#### [Work order]
Beginning with the opening line, set down each line of the material below exactly, stopping once the line with "use std::path::Path;" is done.

#### [Material provided]

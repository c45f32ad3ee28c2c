//! Catalog query commands: `prh compare`, `prh supermarkets`, `prh products`.
//!
//! Reports are printed to stdout; `--json` switches to machine-readable
//! output with the same shapes the HTTP API returns.

use std::path::Path;

use anyhow::{bail, Context, Result};
use serde_json::json;

use crate::compare::compare;
use crate::config::Config;
use crate::models::{ComparisonResult, ShoppingItem, SupermarketQuote};
use crate::money::format_cents;
use crate::savings::{item_savings, total_savings};
use crate::store;

/// Parses `NAME[:QTY[:BRAND]]`, e.g. `Arroz:2:Tio João`.
pub fn parse_item(s: &str) -> Result<ShoppingItem, String> {
    let mut parts = s.splitn(3, ':');
    let name = parts.next().unwrap_or_default().trim();
    if name.is_empty() {
        return Err(format!("invalid item '{}': name must not be empty", s));
    }
    let quantity = match parts.next().map(str::trim) {
        None | Some("") => 1,
        Some(q) => q
            .parse::<i64>()
            .map_err(|_| format!("invalid item '{}': quantity '{}' is not a number", s, q))?,
    };
    let brand = parts
        .next()
        .map(str::trim)
        .filter(|b| !b.is_empty())
        .map(str::to_string);
    Ok(ShoppingItem {
        name: name.to_string(),
        quantity,
        brand,
    })
}

/// Loads a shopping list from a JSON file (an array of items).
fn load_list(path: &Path) -> Result<Vec<ShoppingItem>> {
    let content = std::fs::read_to_string(path)
        .with_context(|| format!("Failed to read shopping list: {}", path.display()))?;
    serde_json::from_str(&content)
        .with_context(|| format!("Failed to parse shopping list: {}", path.display()))
}

pub async fn run_compare(
    config: &Config,
    list: Option<&Path>,
    items: Vec<ShoppingItem>,
    as_json: bool,
) -> Result<()> {
    let mut all = match list {
        Some(path) => load_list(path)?,
        None => Vec::new(),
    };
    all.extend(items);
    if all.is_empty() {
        bail!("Nothing to compare. Pass a shopping-list file or at least one --item.");
    }

    let store = store::open(config).await?;
    let results = compare(store.as_ref(), &all, config.matching.fuzzy_threshold).await?;
    let total = total_savings(&results);

    if as_json {
        let body = json!({ "results": results, "total_savings": total });
        println!("{}", serde_json::to_string_pretty(&body)?);
        return Ok(());
    }

    println!("compare ({} items)", results.len());
    for result in &results {
        print_result(result);
    }
    println!();
    println!("total savings: {}", format_cents(total));
    Ok(())
}

fn print_result(result: &ComparisonResult) {
    let item = &result.item;
    println!();
    match &item.brand {
        Some(brand) => println!("  {} [{}] x{}", item.name, brand, item.quantity),
        None => println!("  {} x{}", item.name, item.quantity),
    }
    if result.results.is_empty() {
        println!("    (catalog is empty)");
        return;
    }

    let best = result.best_option.as_ref().map(|q| q.supermarket.as_str());
    for quote in &result.results {
        println!("    {}", quote_line(quote, best == Some(quote.supermarket.as_str())));
    }
    if let Some(saving) = item_savings(result) {
        println!("    saving: {}", format_cents(saving));
    }
}

fn quote_line(quote: &SupermarketQuote, is_best: bool) -> String {
    let Some(price) = quote.price.filter(|_| quote.found) else {
        return format!("{:<20} {:>10}", quote.supermarket, "-");
    };
    let mut line = format!("{:<20} {:>10}", quote.supermarket, format_cents(price));
    if let Some(name) = &quote.product_name {
        line.push_str(&format!("  {}", name));
    }
    if quote.promotion {
        line.push_str("  (promo)");
    }
    if is_best {
        line.push_str("  *best");
    }
    line
}

pub async fn run_supermarkets(config: &Config) -> Result<()> {
    let store = store::open(config).await?;
    let supermarkets = store.supermarkets().await?;

    println!("Supermarkets ({})", supermarkets.len());
    for sm in &supermarkets {
        let count = store.products(sm).await?.len();
        println!("  {:<24} {:>6} products", sm, count);
    }
    Ok(())
}

pub async fn run_products(config: &Config, supermarket: &str, as_json: bool) -> Result<()> {
    let store = store::open(config).await?;
    let products = store.products(supermarket).await?;

    if as_json {
        let body = json!({
            "supermarket": supermarket,
            "products": products,
            "count": products.len(),
        });
        println!("{}", serde_json::to_string_pretty(&body)?);
        return Ok(());
    }

    println!("Products at {} ({})", supermarket, products.len());
    if products.is_empty() {
        return Ok(());
    }
    println!(
        "  {:<40} {:>10}  {:<5}  {}",
        "PRODUCT", "PRICE", "PROMO", "CATEGORY"
    );
    println!("  {}", "-".repeat(72));
    for p in &products {
        println!(
            "  {:<40} {:>10}  {:<5}  {}",
            p.display_name,
            format_cents(p.price),
            if p.promotion { "yes" } else { "" },
            p.category
        );
    }
    Ok(())
}

#[cfg(test)]
mod tests {
    use super::*;

    #[test]
    fn parses_item_specs() {
        assert_eq!(parse_item("Arroz").unwrap(), ShoppingItem::new("Arroz", 1));
        assert_eq!(parse_item("Arroz:3").unwrap(), ShoppingItem::new("Arroz", 3));
        assert_eq!(
            parse_item("Arroz:2:Tio João").unwrap(),
            ShoppingItem::new("Arroz", 2).with_brand("Tio João")
        );
        assert_eq!(
            parse_item(" Feijão ::Camil ").unwrap(),
            ShoppingItem::new("Feijão", 1).with_brand("Camil")
        );
    }

    #[test]
    fn rejects_bad_item_specs() {
        assert!(parse_item("").is_err());
        assert!(parse_item(":2").is_err());
        assert!(parse_item("Arroz:two").is_err());
    }

    #[test]
    fn quote_lines_mark_best_and_promo() {
        let quote = SupermarketQuote {
            found: true,
            price: Some(1_290),
            promotion: true,
            product_name: Some("Arroz 5kg".into()),
            ..SupermarketQuote::not_found("bompreco")
        };
        let line = quote_line(&quote, true);
        assert!(line.contains("12.90"));
        assert!(line.contains("(promo)"));
        assert!(line.ends_with("*best"));

        let missing = quote_line(&SupermarketQuote::not_found("acme"), false);
        assert!(missing.trim_end().ends_with('-'));
    }
}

#### [Your solution]
repository c45f32ad3ee28c2c
//! Catalog query commands: `prh compare`, `prh supermarkets`, `prh products`.
//!
//! Reports are printed to stdout; `--json` switches to machine-readable
//! output with the same shapes the HTTP API returns.

use std::path::Path;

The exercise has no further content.